Historically, the National Cholesterol Education Program’s goal to reduce morbidity and mortality caused by ASCVD relied on accurate and precise measurement of the lipid profile. In response to the need to improve cholesterol measurement, the CDC created the Cholesterol Reference Method Laboratory Network to ensure that manufacturers of diagnostic products in meeting the criteria of the National Reference System for Cholesterol (NRS/CHOL).39 The NRS/CHOL determines the methods and materials for cholesterol testing that are used by research laboratories, which may determine the American College of Cardiology and American Heart Association prevention guidelines for healthcare professionals on the treatment and management of blood cholesterol to reduce ASCVD risk.
Several of the CLIA-waived tests have demonstrated acceptable ranges of specificity and sensitivity when compared with test methods from the Clinical and Laboratory Standards Institute (CLSI).40 Many waived tests and devices are available for the testing of cholesterol that report results ranging from only total cholesterol to an entire standard lipid panel (eg, total cholesterol, high-density lipoprotein, low-density lipoprotein-calculated, and triglycerides). These tests and devices typically use finger stick capillary or venous blood samples and produce results within a few minutes. There are two common CLIA-waived POC test methodologies, one using combined enzymatic methodology and solid-phase technology and the other using reflectance photometry to produce results in minutes. The procedure manuals for each test provide guidance on proper specimen collection, handling, and quality control (QC) measures. Variants, including day-to-day or seasonal variations, can contribute to the accuracy of a cholesterol level.41,42 Common variants to consider in interrupting the POC test results include age, gender, diet and alcohol, exercise, medications, fasting, and pregnancy.41,42
Use in Pharmacy
A wide variety of CLIA-waived POCT devices measure blood chemistry in an outpatient setting. A blood chemistry analyzer uses a whole blood sample and can measure analytes, including ionized calcium, carbon dioxide, chloride, creatinine, glucose, potassium, sodium, and urea nitrogen. In addition, some CLIA-waived blood chemistry analyzers measure other analytes, including alanine amino transferase, aspartate amino transferase, albumin, total bilirubin, alkaline phosphatase, and total protein. Blood chemistry analyzers with these analytical capabilities can be used by a pharmacist practicing under a CPA or CDTM provisions in state regulations or statutes to determine liver and renal function values and assist with any appropriate medication dosing adjustments for chronic conditions, such as diabetes or cardiovascular disease.
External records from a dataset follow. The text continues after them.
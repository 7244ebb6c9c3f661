//! Predicates over a single `Clausable` item, with compound boolean
//! composition and semantic-implication testing (`is_subset`) used by claim
//! arbitration (`crate::claim`).

use std::cmp::Ordering;
use std::collections::BTreeSet;

use serde::{Deserialize, Serialize};

use crate::value::{ClauseValue, Clausable};

#[derive(Clone, Copy, PartialEq, Eq, Hash, Debug, Serialize, Deserialize)]
pub enum Operator {
    #[serde(rename = "$eq")]
    EqualTo,
    #[serde(rename = "$neq")]
    NotEqualTo,
    #[serde(rename = "$lt")]
    LessThan,
    #[serde(rename = "$lte")]
    LessThanOrEqualTo,
    #[serde(rename = "$gt")]
    GreaterThan,
    #[serde(rename = "$gte")]
    GreaterThanOrEqualTo,
    #[serde(rename = "$in")]
    In,
    #[serde(rename = "$nin")]
    NotIn,
}

impl Operator {
    pub fn symbol(self) -> &'static str {
        match self {
            Operator::EqualTo => "$eq",
            Operator::NotEqualTo => "$neq",
            Operator::LessThan => "$lt",
            Operator::LessThanOrEqualTo => "$lte",
            Operator::GreaterThan => "$gt",
            Operator::GreaterThanOrEqualTo => "$gte",
            Operator::In => "$in",
            Operator::NotIn => "$nin",
        }
    }

    pub fn is_sequence_operator(self) -> bool {
        matches!(self, Operator::In | Operator::NotIn)
    }
}

impl std::str::FromStr for Operator {
    type Err = String;

    fn from_str(s: &str) -> Result<Self, Self::Err> {
        match s {
            "$eq" => Ok(Operator::EqualTo),
            "$neq" => Ok(Operator::NotEqualTo),
            "$lt" => Ok(Operator::LessThan),
            "$lte" => Ok(Operator::LessThanOrEqualTo),
            "$gt" => Ok(Operator::GreaterThan),
            "$gte" => Ok(Operator::GreaterThanOrEqualTo),
            "$in" => Ok(Operator::In),
            "$nin" => Ok(Operator::NotIn),
            other => Err(format!("unknown operator {other:?}")),
        }
    }
}

/// Numeric/ordering comparison used both by clause application on scalar
/// attributes and by assertion evaluation.
fn compare(lhs: &ClauseValue, rhs: &ClauseValue) -> Option<Ordering> {
    match (lhs, rhs) {
        (ClauseValue::Decimal(a), ClauseValue::Decimal(b)) => a.partial_cmp(b),
        (ClauseValue::Str(a), ClauseValue::Str(b)) => a.partial_cmp(b),
        (ClauseValue::Bool(a), ClauseValue::Bool(b)) => a.partial_cmp(b),
        (ClauseValue::Grade(a), ClauseValue::Grade(b)) => {
            if a == b {
                Some(Ordering::Equal)
            } else {
                None
            }
        }
        _ => None,
    }
}

fn sequence_of(value: &ClauseValue) -> Option<Vec<ClauseValue>> {
    match value {
        ClauseValue::StrList(items) => Some(items.iter().cloned().map(ClauseValue::Str).collect()),
        ClauseValue::DecimalList(items) => {
            Some(items.iter().cloned().map(ClauseValue::Decimal).collect())
        }
        ClauseValue::StrSet(items) => Some(items.iter().cloned().map(ClauseValue::Str).collect()),
        _ => None,
    }
}

#[derive(Clone, PartialEq, Eq, Hash, Debug, Serialize, Deserialize)]
pub enum Clause {
    Single {
        key: String,
        operator: Operator,
        expected: ClauseValue,
        #[serde(default)]
        at_most: bool,
        #[serde(default)]
        treat_in_progress_as_pass: bool,
    },
    And {
        children: Vec<Clause>,
    },
    Or {
        children: Vec<Clause>,
    },
}

impl Clause {
    pub fn single(key: impl Into<String>, operator: Operator, expected: ClauseValue) -> Clause {
        Clause::Single {
            key: key.into(),
            operator,
            expected,
            at_most: false,
            treat_in_progress_as_pass: false,
        }
    }

    /// Evaluate this clause against one item. `at_most`/`treat_in_progress_as_pass`
    /// are metadata consumed elsewhere (claim arbitration, assertion status);
    /// they play no role in `apply` itself.
    pub fn apply(&self, item: &dyn Clausable) -> bool {
        match self {
            Clause::And { children } => children.iter().all(|c| c.apply(item)),
            Clause::Or { children } => children.iter().any(|c| c.apply(item)),
            Clause::Single {
                key,
                operator,
                expected,
                ..
            } => {
                let actual = match item.attribute(key) {
                    Some(v) => v,
                    None => return false,
                };
                apply_single(&actual, *operator, expected)
            }
        }
    }

    /// True iff the predicate `self` implies `other`: every item matching
    /// `self` also matches `other`. Reflexive and transitive (see
    /// `degreepath-core/tests`), conservative (returns `false`, never a false
    /// positive) for combinations it doesn't specifically reason about.
    pub fn is_subset(&self, other: &Clause) -> bool {
        if self == other {
            return true;
        }

        if let Clause::And { children } = other {
            return children.iter().all(|c| self.is_subset(c));
        }
        if let Clause::Or { children } = other {
            return children.iter().any(|c| self.is_subset(c));
        }

        match self {
            Clause::Or { children } => return children.iter().all(|c| c.is_subset(other)),
            Clause::And { children } => return children.iter().any(|c| c.is_subset(other)),
            Clause::Single { .. } => {}
        }

        let (Clause::Single {
            key: self_key,
            operator: self_op,
            expected: self_expected,
            ..
        },
        Clause::Single {
            key: other_key,
            operator: other_op,
            expected: other_expected,
            ..
        }) = (self, other) else {
            return false;
        };

        if self_key != other_key {
            return false;
        }

        match (self_op, other_op) {
            (Operator::EqualTo, Operator::In) => match sequence_of(other_expected) {
                Some(set) => set.contains(self_expected),
                None => false,
            },
            (Operator::In, Operator::In) => match (sequence_of(self_expected), sequence_of(other_expected)) {
                (Some(a), Some(b)) => a.iter().all(|v| b.contains(v)),
                _ => false,
            },
            (Operator::EqualTo, Operator::EqualTo) => self_expected == other_expected,
            _ => false,
        }
    }

    pub fn children(&self) -> &[Clause] {
        match self {
            Clause::And { children } | Clause::Or { children } => children,
            Clause::Single { .. } => &[],
        }
    }
}

fn apply_single(actual: &ClauseValue, operator: Operator, expected: &ClauseValue) -> bool {
    if operator.is_sequence_operator() {
        let candidates = match sequence_of(expected) {
            Some(c) => c,
            None => return false,
        };
        let is_in = match actual {
            ClauseValue::StrSet(set) => candidates.iter().any(|c| match c {
                ClauseValue::Str(s) => set.contains(s),
                _ => false,
            }),
            other => candidates.iter().any(|c| c == other),
        };
        return match operator {
            Operator::In => is_in,
            Operator::NotIn => !is_in,
            _ => unreachable!(),
        };
    }

    match actual {
        ClauseValue::StrSet(set) => {
            let expected_str = match expected.as_str() {
                Some(s) => s,
                None => return false,
            };
            let member = set.contains(expected_str);
            match operator {
                Operator::EqualTo => member,
                Operator::NotEqualTo => !member,
                _ => false,
            }
        }
        scalar => match operator {
            Operator::EqualTo => scalar == expected,
            Operator::NotEqualTo => scalar != expected,
            Operator::LessThan => compare(scalar, expected) == Some(Ordering::Less),
            Operator::LessThanOrEqualTo => {
                matches!(compare(scalar, expected), Some(Ordering::Less) | Some(Ordering::Equal))
            }
            Operator::GreaterThan => compare(scalar, expected) == Some(Ordering::Greater),
            Operator::GreaterThanOrEqualTo => matches!(
                compare(scalar, expected),
                Some(Ordering::Greater) | Some(Ordering::Equal)
            ),
            Operator::In | Operator::NotIn => unreachable!(),
        },
    }
}

/// Applies a numeric comparison operator to a reduced scalar (assertion
/// evaluation; §4.2). `$in`/`$nin` are rejected at load time for assertions.
pub fn apply_numeric_operator(lhs: rust_decimal::Decimal, op: Operator, rhs: rust_decimal::Decimal) -> bool {
    match op {
        Operator::EqualTo => lhs == rhs,
        Operator::NotEqualTo => lhs != rhs,
        Operator::LessThan => lhs < rhs,
        Operator::LessThanOrEqualTo => lhs <= rhs,
        Operator::GreaterThan => lhs > rhs,
        Operator::GreaterThanOrEqualTo => lhs >= rhs,
        Operator::In | Operator::NotIn => false,
    }
}

pub fn str_set(items: impl IntoIterator<Item = impl Into<String>>) -> BTreeSet<String> {
    items.into_iter().map(Into::into).collect()
}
Many medications are used in the management of chronic diseases that can lead to electrolyte imbalances. Additionally, most medications’ pharmacokinetics are impacted by renal and/or liver function. Blood chemistry panels, such as a complete metabolic panel, can assist pharmacists in understanding a patient’s renal and liver function to adjust or monitor the safety of these medications. CLIA-waived POC platforms for blood chemistries have multiple panels, not all of which are CLIA-waived. Measuring blood chemistries in real time can enable the pharmacist to adjust the medications accordingly. It is important that pharmacists understand the performance characteristics of these tests, reference guidelines, and ranges when discussing results and determining the appropriate time to refer patients to their primary care provider.
Determining Appropriate Testing Candidates
Patients under the supervision of a pharmacist for chronic disease management (eg, hypertension, diabetes) require routine blood chemistry monitoring to ensure the safety and efficacy of their medications. Pharmacists should consult relevant national guidelines and perform necessary basic assessments to determine when to use these tests in the appropriate patient.
Application of Blood Chemistries Point-of-Care Testing in Practice
Many medications on the market require renal or hepatic dosing adjustments as a patient’s renal or liver function declines. Assessing a patient’s renal and hepatic function at the POC allows a pharmacist with a CPA/CDTM agreement to adjust the medication dose or modify a patient’s treatment to provide safe pharmacological treatment.43 Several chronic disease medications (eg, diuretics, angiotensin converting enzyme inhibitors) can impact a patient’s electrolytes. To safely start and modify these medications, it is essential to assess the patient’s electrolytes before and after. Using POCT to monitor the electrolytes allows the pharmacist to make real-time decisions and adjust medications accordingly.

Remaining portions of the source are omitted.